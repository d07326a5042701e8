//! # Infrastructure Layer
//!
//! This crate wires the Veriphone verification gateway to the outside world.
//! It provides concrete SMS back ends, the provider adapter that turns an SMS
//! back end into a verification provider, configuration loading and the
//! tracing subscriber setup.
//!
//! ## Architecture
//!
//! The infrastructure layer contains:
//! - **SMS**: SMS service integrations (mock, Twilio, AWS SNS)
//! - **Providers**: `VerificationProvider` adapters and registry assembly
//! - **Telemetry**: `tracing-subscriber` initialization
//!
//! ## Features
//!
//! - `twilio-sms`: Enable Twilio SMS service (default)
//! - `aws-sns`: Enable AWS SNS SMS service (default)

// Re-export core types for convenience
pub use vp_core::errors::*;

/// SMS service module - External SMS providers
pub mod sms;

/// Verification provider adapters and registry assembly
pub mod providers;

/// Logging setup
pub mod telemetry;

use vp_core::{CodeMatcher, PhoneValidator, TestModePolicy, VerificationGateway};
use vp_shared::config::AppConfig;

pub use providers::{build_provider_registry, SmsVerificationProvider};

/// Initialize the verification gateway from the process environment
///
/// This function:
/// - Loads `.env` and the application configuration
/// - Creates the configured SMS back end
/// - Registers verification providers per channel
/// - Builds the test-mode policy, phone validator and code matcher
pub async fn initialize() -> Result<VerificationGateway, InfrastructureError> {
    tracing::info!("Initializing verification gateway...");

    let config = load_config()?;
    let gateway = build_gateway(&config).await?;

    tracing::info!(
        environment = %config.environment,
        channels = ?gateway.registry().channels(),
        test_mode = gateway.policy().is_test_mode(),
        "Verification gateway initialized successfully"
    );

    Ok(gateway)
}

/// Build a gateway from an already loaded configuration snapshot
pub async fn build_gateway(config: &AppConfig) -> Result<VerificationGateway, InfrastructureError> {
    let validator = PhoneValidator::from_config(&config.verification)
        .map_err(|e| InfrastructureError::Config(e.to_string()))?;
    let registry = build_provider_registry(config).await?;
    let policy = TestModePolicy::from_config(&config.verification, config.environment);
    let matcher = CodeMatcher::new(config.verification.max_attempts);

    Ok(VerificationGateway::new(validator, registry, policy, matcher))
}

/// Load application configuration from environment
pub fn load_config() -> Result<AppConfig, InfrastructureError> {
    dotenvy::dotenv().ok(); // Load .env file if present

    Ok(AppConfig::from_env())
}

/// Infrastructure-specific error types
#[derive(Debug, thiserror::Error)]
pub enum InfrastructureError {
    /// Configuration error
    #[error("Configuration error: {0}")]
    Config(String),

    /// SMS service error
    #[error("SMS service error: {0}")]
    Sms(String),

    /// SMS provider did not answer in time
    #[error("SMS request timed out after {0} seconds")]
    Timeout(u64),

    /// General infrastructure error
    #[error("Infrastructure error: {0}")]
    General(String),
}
========================================
> [Try it]
Go through the listing above and locate each line that holds the word "service". Copy those lines.

> [Result for this exercise]
//! - **SMS**: SMS service integrations (mock, Twilio, AWS SNS)
//! - `twilio-sms`: Enable Twilio SMS service (default)
//! - `aws-sns`: Enable AWS SNS SMS service (default)
/// SMS service module - External SMS providers
    /// SMS service error
    #[error("SMS service error: {0}")]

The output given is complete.